I’ve come out – after years of people telling me to stay stealth, to live in anonymity, to safely hide where I’ve been – because we are not shadows, we are not bodies, we are people. These young girls were people’s daughters, young people who were loved. And in an instant, a lethal mix of transphobia, misogyny and our society’s disposable culture took them away from people who loved them.
Transgender Day of Remembrance is about never forgetting, never forgetting that Gwen, Stephanie, Ukea, Shelley and hundreds of others are you. You can’t really know where you are going until you know where you’ve been.
I saw this video a while back. It was a bit of fundy propaganda, starting with the phrase, “This is what you will see all across the country, unless this radical movement is stopped!” This was followed by footage of trans people, at a trans conference, doing… well, extremely mundane things, really. Walking around, riding elevators, going to the bathroom, eating, and so on.

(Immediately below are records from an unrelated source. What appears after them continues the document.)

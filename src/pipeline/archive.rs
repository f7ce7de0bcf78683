//! ZIP extraction: archive bytes → PDF members in natural name order.
//!
//! Extraction is pure: the archive is read from memory and nothing touches
//! the filesystem. Members are identified by their final path segment, which
//! is also the sort key.

use crate::error::PipelineError;
use once_cell::sync::Lazy;
use regex::Regex;
use std::cmp::Ordering;
use std::io::{Cursor, Read};
use tracing::{debug, info};

/// macOS resource-fork sidecar directory.
const RESOURCE_FORK_PREFIX: &str = "__MACOSX";

/// Total bytes one archive may inflate to.
pub const MAX_EXTRACTED_SIZE: u64 = 1024 * 1024 * 1024;

/// Alternating runs of ASCII digits and everything else.
static NAME_CHUNKS: Lazy<Regex> =
    Lazy::new(|| Regex::new(r"[0-9]+|[^0-9]+").expect("static regex is valid"));

/// One PDF pulled out of an archive.
#[derive(Debug, Clone, PartialEq, Eq)]
pub struct ArchiveMember {
    /// Final path segment of the entry.
    pub name: String,
    pub bytes: Vec<u8>,
}

/// Extract every PDF member of a ZIP archive, sorted by natural name order.
///
/// `archive_name` is used for error reporting only.
///
/// # Errors
/// [`PipelineError::ArchiveFormat`] if the bytes are not a readable archive,
/// a member's data cannot be inflated, or the PDF members together exceed
/// [`MAX_EXTRACTED_SIZE`].
pub fn extract(archive_name: &str, bytes: &[u8]) -> Result<Vec<ArchiveMember>, PipelineError> {
    extract_within(archive_name, bytes, MAX_EXTRACTED_SIZE)
}

fn extract_within(
    archive_name: &str,
    bytes: &[u8],
    limit: u64,
) -> Result<Vec<ArchiveMember>, PipelineError> {
    let format_error = |detail: String| PipelineError::ArchiveFormat {
        name: archive_name.to_string(),
        detail,
    };

    let mut archive =
        zip::ZipArchive::new(Cursor::new(bytes)).map_err(|e| format_error(e.to_string()))?;

    let mut members: Vec<(usize, String, Vec<u8>)> = Vec::new();
    let mut remaining = limit;
    for index in 0..archive.len() {
        let mut entry = archive
            .by_index(index)
            .map_err(|e| format_error(e.to_string()))?;

        if entry.is_dir() {
            continue;
        }
        let path = entry.name().replace('\\', "/");
        let Some(name) = member_name(&path) else {
            debug!("Skipping archive entry '{}'", path);
            continue;
        };

        let too_large = || {
            format_error(format!(
                "entry '{path}' exceeds the {limit}-byte extraction limit"
            ))
        };
        if entry.size() > remaining {
            return Err(too_large());
        }
        let mut data = Vec::new();
        entry
            .by_ref()
            .take(remaining.saturating_add(1))
            .read_to_end(&mut data)
            .map_err(|e| format_error(format!("entry '{path}': {e}")))?;
        let read = data.len() as u64;
        if read > remaining {
            return Err(too_large());
        }
        remaining -= read;
        members.push((index, name.to_string(), data));
    }

    members.sort_by(|a, b| natural_cmp(&a.1, &b.1).then(a.0.cmp(&b.0)));

    info!(
        "Extracted {} PDF(s) from archive '{}'",
        members.len(),
        archive_name
    );
    Ok(members
        .into_iter()
        .map(|(_, name, bytes)| ArchiveMember { name, bytes })
        .collect())
}

/// The member name for a kept entry, or `None` for junk.
fn member_name(path: &str) -> Option<&str> {
    if path.starts_with(RESOURCE_FORK_PREFIX) || path.starts_with('.') {
        return None;
    }
    let name = path.rsplit('/').next().unwrap_or(path);
    if name.is_empty() || name.starts_with('.') {
        return None;
    }
    if !name.to_ascii_lowercase().ends_with(".pdf") {
        return None;
    }
    Some(name)
}

/// Case-insensitive comparison with embedded integers compared numerically.
///
/// Digit runs of any length compare without overflow. Names that are equal
/// under this ordering fall back to a plain byte comparison so the order is
/// total.
pub fn natural_cmp(a: &str, b: &str) -> Ordering {
    let la = a.to_lowercase();
    let lb = b.to_lowercase();
    let mut ca = NAME_CHUNKS.find_iter(&la).map(|m| m.as_str());
    let mut cb = NAME_CHUNKS.find_iter(&lb).map(|m| m.as_str());

    loop {
        match (ca.next(), cb.next()) {
            (None, None) => return a.cmp(b),
            (None, Some(_)) => return Ordering::Less,
            (Some(_), None) => return Ordering::Greater,
            (Some(x), Some(y)) => {
                let ord = match (is_digits(x), is_digits(y)) {
                    (true, true) => cmp_digit_runs(x, y),
                    _ => x.cmp(y),
                };
                if ord != Ordering::Equal {
                    return ord;
                }
            }
        }
    }
}

fn is_digits(s: &str) -> bool {
    s.bytes().all(|b| b.is_ascii_digit())
}

fn cmp_digit_runs(x: &str, y: &str) -> Ordering {
    let tx = x.trim_start_matches('0');
    let ty = y.trim_start_matches('0');
    tx.len()
        .cmp(&ty.len())
        .then_with(|| tx.cmp(ty))
        .then_with(|| x.len().cmp(&y.len()))
}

I wish I could express to you just what it is like to go through life knowing that society itself doesn’t want either you or the people you love the most to exist. Knowing that your own (biological) family doesn’t want your kind to exist. Knowing that some of the most powerful religious and political institutions in the world don’t want you and yours to exist. Knowing that even many queer people don’t want you and yours to exist, because your existence is politically inconvenient for them. Knowing that (if you’re a woman) patriarchy won’t even allow you the few small dignities it usually leaves to objectified women, instead allowing you to exist as nothing more than a fetish to be enjoyed in shame by men and destroyed if there’s any chance of anyone finding out.
Sass Rogando Sasot, via Transgriot: Let Each Name
These names represent lives that matter and they should matter, for these names represent people who were somebody’s children, partners, friends, siblings, students, teachers, workers, citizens! So as we recite these names, we are calling on all institutions – from the families to schools to religions to governments, from Amsterdam to Ankara, from Afghanistan to Zimbabwe – we are calling on everyone, everywhere to reclaim compassion from hate, to reclaim care from apathy, and to reclaim everyday kindness from transphobia.